• **Instructions for the task**
Your job with the data below is to output exactly the lines from the one holding "been taken already." down to the one holding "pub fn execute(matches: &clap::ArgMatches)", both included, and no others.
+--
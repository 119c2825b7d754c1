use std::sync::{Condvar, Mutex};

use crate::buffer::Buffer;
use crate::errors::*;

enum PromiseState<T> {
    NotReady,
    Ok(T),
    Taken,
}

/// A value that will be set by another thread. This is what `AssetManager::load_future` hands
/// out; the loading itself blocks on a worker thread, which fulfills the promise.
pub struct Promise<T = Result<Buffer>> {
    m: Mutex<PromiseState<T>>,
    v: Condvar,
}

impl<T> Promise<T> {
    #[inline]
    pub fn new() -> Self {
        Promise {
            m: Mutex::new(PromiseState::NotReady),
            v: Condvar::new(),
        }
    }

    #[inline]
    pub(crate) fn set(&self, v: T) {
        {
            let mut guard = self.m.lock().unwrap();
            *guard = PromiseState::Ok(v);
        }

        self.v.notify_all();
    }

    /// Returns true if the value has been set, and not taken yet.
    pub fn is_ready(&self) -> bool {
        match *self.m.lock().unwrap() {
            PromiseState::Ok(_) => true,
            _ => false,
        }
    }

    /// Takes the value if it has been set.
    pub fn try_take(&self) -> Option<T> {
        let mut guard = self.m.lock().unwrap();
        match *guard {
            PromiseState::Ok(_) => {}
            _ => return None,
        }

        match ::std::mem::replace(&mut *guard, PromiseState::Taken) {
            PromiseState::Ok(v) => Some(v),
            _ => None,
        }
    }

    /// Blocks current thread until the value is set, and takes it. Returns `None` if the value
    /// has been taken already.
    pub fn wait(&self) -> Option<T> {
        let mut guard = self.m.lock().unwrap();
        while let PromiseState::NotReady = *guard {
            guard = self.v.wait(guard).unwrap();
        }

        match ::std::mem::replace(&mut *guard, PromiseState::Taken) {
            PromiseState::Ok(v) => Some(v),
            _ => None,
        }
    }
}

impl<T> Default for Promise<T> {
    fn default() -> Self {
        Promise::new()
    }
}
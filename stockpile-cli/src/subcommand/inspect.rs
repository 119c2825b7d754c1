use stockpile::errors::*;
use stockpile::pack::PackFileReader;

pub fn execute(matches: &clap::ArgMatches) -> usize {
    let path = matches.value_of("path").unwrap_or_default();
    match run(path) {
        Ok(()) => 0,
        Err(err) => {
            error!("{}", err);
            1
        }
    }
}

fn run(path: &str) -> Result<()> {
    let reader = PackFileReader::new();
    let meta = reader.metadata(path)?;

    println!("{} entries", meta.len());
    for v in &meta.elements {
        if v.is_compressed() {
            println!("{:>12} {:>10} {:>10} {}", v.offset, v.size, v.compressed_size, v.name);
        } else {
            println!("{:>12} {:>10} {:>10} {}", v.offset, v.size, "-", v.name);
        }
    }

    Ok(())
}
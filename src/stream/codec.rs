//! Typed values on top of `InputStream` and `OutputStream`. All numbers are little-endian.

use byteorder::{ByteOrder, LittleEndian};
use cgmath::{Quaternion, Vector1, Vector2, Vector3, Vector4};

use super::input::InputStream;
use super::output::OutputStream;

/// A value that can be read from an `InputStream`. On failure the stream flags are raised and a
/// zeroed value is returned.
pub trait Decode: Sized {
    fn decode<S: InputStream + ?Sized>(s: &mut S) -> Self;
}

/// A value that can be written into an `OutputStream`.
pub trait Encode {
    fn encode<S: OutputStream + ?Sized>(&self, s: &mut S);
}

macro_rules! impl_number {
    ($ty:ty, $size:expr, $read:ident, $write:ident) => {
        impl Decode for $ty {
            #[inline]
            fn decode<S: InputStream + ?Sized>(s: &mut S) -> Self {
                let mut buf = [0; $size];
                if s.read_exact_bytes(&mut buf) {
                    LittleEndian::$read(&buf)
                } else {
                    0 as $ty
                }
            }
        }

        impl Encode for $ty {
            #[inline]
            fn encode<S: OutputStream + ?Sized>(&self, s: &mut S) {
                let mut buf = [0; $size];
                LittleEndian::$write(&mut buf, *self);
                s.write_all_bytes(&buf);
            }
        }
    };
}

impl_number!(u16, 2, read_u16, write_u16);
impl_number!(u32, 4, read_u32, write_u32);
impl_number!(u64, 8, read_u64, write_u64);
impl_number!(i16, 2, read_i16, write_i16);
impl_number!(i32, 4, read_i32, write_i32);
impl_number!(i64, 8, read_i64, write_i64);
impl_number!(f32, 4, read_f32, write_f32);
impl_number!(f64, 8, read_f64, write_f64);

impl Decode for u8 {
    #[inline]
    fn decode<S: InputStream + ?Sized>(s: &mut S) -> Self {
        let mut buf = [0; 1];
        s.read_exact_bytes(&mut buf);
        buf[0]
    }
}

impl Encode for u8 {
    #[inline]
    fn encode<S: OutputStream + ?Sized>(&self, s: &mut S) {
        s.write_all_bytes(&[*self]);
    }
}

impl Decode for i8 {
    #[inline]
    fn decode<S: InputStream + ?Sized>(s: &mut S) -> Self {
        u8::decode(s) as i8
    }
}

impl Encode for i8 {
    #[inline]
    fn encode<S: OutputStream + ?Sized>(&self, s: &mut S) {
        (*self as u8).encode(s);
    }
}

impl Decode for bool {
    fn decode<S: InputStream + ?Sized>(s: &mut S) -> Self {
        match u8::decode(s) {
            0 => false,
            1 => true,
            _ => {
                s.set_invalid();
                false
            }
        }
    }
}

impl Encode for bool {
    #[inline]
    fn encode<S: OutputStream + ?Sized>(&self, s: &mut S) {
        (*self as u8).encode(s);
    }
}

/// Reads a u64 length prefix. Raises `eof` if `len * min_elem_size` could not possibly be
/// satisfied by the rest of the stream, or does not fit into memory.
fn decode_len<S: InputStream + ?Sized>(s: &mut S, min_elem_size: u64) -> Option<usize> {
    let len = u64::decode(s);
    if s.eof() {
        return None;
    }

    let fits = len
        .checked_mul(min_elem_size)
        .map(|bytes| bytes <= s.remaining())
        .unwrap_or(false);

    if !fits || len > usize::max_value() as u64 {
        s.set_eof();
        return None;
    }

    Some(len as usize)
}

impl Decode for String {
    fn decode<S: InputStream + ?Sized>(s: &mut S) -> Self {
        let len = match decode_len(s, 1) {
            Some(len) => len,
            None => return String::new(),
        };

        let mut buf = vec![0; len];
        if !s.read_exact_bytes(&mut buf) {
            return String::new();
        }

        match String::from_utf8(buf) {
            Ok(v) => v,
            Err(_) => {
                s.set_invalid();
                String::new()
            }
        }
    }
}

impl Encode for str {
    fn encode<S: OutputStream + ?Sized>(&self, s: &mut S) {
        (self.len() as u64).encode(s);
        s.write_all_bytes(self.as_bytes());
    }
}

impl Encode for String {
    #[inline]
    fn encode<S: OutputStream + ?Sized>(&self, s: &mut S) {
        self.as_str().encode(s);
    }
}

impl<T: Decode> Decode for Vec<T> {
    fn decode<S: InputStream + ?Sized>(s: &mut S) -> Self {
        // Every element we know of occupies at least one byte.
        let len = match decode_len(s, 1) {
            Some(len) => len,
            None => return Vec::new(),
        };

        let mut items = Vec::with_capacity(len);
        for _ in 0..len {
            let v = T::decode(s);
            if s.flags().any() {
                break;
            }

            items.push(v);
        }

        items
    }
}

impl<T: Encode> Encode for [T] {
    fn encode<S: OutputStream + ?Sized>(&self, s: &mut S) {
        (self.len() as u64).encode(s);
        for v in self {
            v.encode(s);
        }
    }
}

impl<T: Encode> Encode for Vec<T> {
    #[inline]
    fn encode<S: OutputStream + ?Sized>(&self, s: &mut S) {
        self.as_slice().encode(s);
    }
}

impl<'a, T: Encode + ?Sized> Encode for &'a T {
    #[inline]
    fn encode<S: OutputStream + ?Sized>(&self, s: &mut S) {
        (**self).encode(s);
    }
}

macro_rules! impl_components {
    ($ty:ident, $($field:ident),+) => {
        impl<T: Decode> Decode for $ty<T> {
            #[inline]
            fn decode<S: InputStream + ?Sized>(s: &mut S) -> Self {
                $(let $field = T::decode(s);)+
                $ty { $($field),+ }
            }
        }

        impl<T: Encode> Encode for $ty<T> {
            #[inline]
            fn encode<S: OutputStream + ?Sized>(&self, s: &mut S) {
                $(self.$field.encode(s);)+
            }
        }
    };
}

impl_components!(Vector1, x);
impl_components!(Vector2, x, y);
impl_components!(Vector3, x, y, z);
impl_components!(Vector4, x, y, z, w);

// Quaternions go as (s, x, y, z) in both directions.
impl<T: Decode> Decode for Quaternion<T> {
    fn decode<S: InputStream + ?Sized>(s: &mut S) -> Self {
        let w = T::decode(s);
        let v = Vector3::<T>::decode(s);
        Quaternion { s: w, v }
    }
}

impl<T: Encode> Encode for Quaternion<T> {
    fn encode<S: OutputStream + ?Sized>(&self, s: &mut S) {
        self.s.encode(s);
        self.v.encode(s);
    }
}

/// Typed read helpers for every `InputStream`.
pub trait StreamRead: InputStream {
    #[inline]
    fn read_value<T: Decode>(&mut self) -> T {
        T::decode(self)
    }

    #[inline]
    fn read_u8(&mut self) -> u8 {
        self.read_value()
    }

    #[inline]
    fn read_u16(&mut self) -> u16 {
        self.read_value()
    }

    #[inline]
    fn read_u32(&mut self) -> u32 {
        self.read_value()
    }

    #[inline]
    fn read_u64(&mut self) -> u64 {
        self.read_value()
    }

    #[inline]
    fn read_i32(&mut self) -> i32 {
        self.read_value()
    }

    #[inline]
    fn read_i64(&mut self) -> i64 {
        self.read_value()
    }

    #[inline]
    fn read_f32(&mut self) -> f32 {
        self.read_value()
    }

    #[inline]
    fn read_f64(&mut self) -> f64 {
        self.read_value()
    }

    #[inline]
    fn read_string(&mut self) -> String {
        self.read_value()
    }

    /// Reads a u64 element count followed by that many elements.
    #[inline]
    fn read_seq<T: Decode>(&mut self) -> Vec<T> {
        self.read_value()
    }

    /// Reads exactly `out.len()` elements without a length prefix.
    fn read_array<T: Decode>(&mut self, out: &mut [T]) {
        for v in out.iter_mut() {
            *v = T::decode(self);
        }
    }
}

impl<S: InputStream + ?Sized> StreamRead for S {}

/// Typed write helpers for every `OutputStream`.
pub trait StreamWrite: OutputStream {
    #[inline]
    fn write_value<T: Encode + ?Sized>(&mut self, v: &T) {
        v.encode(self);
    }

    #[inline]
    fn write_u8(&mut self, v: u8) {
        v.encode(self);
    }

    #[inline]
    fn write_u16(&mut self, v: u16) {
        v.encode(self);
    }

    #[inline]
    fn write_u32(&mut self, v: u32) {
        v.encode(self);
    }

    #[inline]
    fn write_u64(&mut self, v: u64) {
        v.encode(self);
    }

    #[inline]
    fn write_i32(&mut self, v: i32) {
        v.encode(self);
    }

    #[inline]
    fn write_i64(&mut self, v: i64) {
        v.encode(self);
    }

    #[inline]
    fn write_f32(&mut self, v: f32) {
        v.encode(self);
    }

    #[inline]
    fn write_f64(&mut self, v: f64) {
        v.encode(self);
    }

    #[inline]
    fn write_string(&mut self, v: &str) {
        v.encode(self);
    }

    /// Writes a u64 element count followed by the elements.
    #[inline]
    fn write_seq<T: Encode>(&mut self, v: &[T]) {
        v.encode(self);
    }

    /// Writes the elements without a length prefix.
    fn write_array<T: Encode>(&mut self, v: &[T]) {
        for item in v {
            item.encode(self);
        }
    }
}

impl<S: OutputStream + ?Sized> StreamWrite for S {}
+--
• **Answer box**
    /// has been taken already.
    pub fn wait(&self) -> Option<T> {
        let mut guard = self.m.lock().unwrap();
        while let PromiseState::NotReady = *guard {
            guard = self.v.wait(guard).unwrap();
        }

        match ::std::mem::replace(&mut *guard, PromiseState::Taken) {
            PromiseState::Ok(v) => Some(v),
            _ => None,
        }
    }
}

impl<T> Default for Promise<T> {
    fn default() -> Self {
        Promise::new()
    }
}
filename stockpile-cli/src/subcommand/inspect.rs
repository 119c2825b7d754c1
use stockpile::errors::*;
use stockpile::pack::PackFileReader;

pub fn execute(matches: &clap::ArgMatches) -> usize {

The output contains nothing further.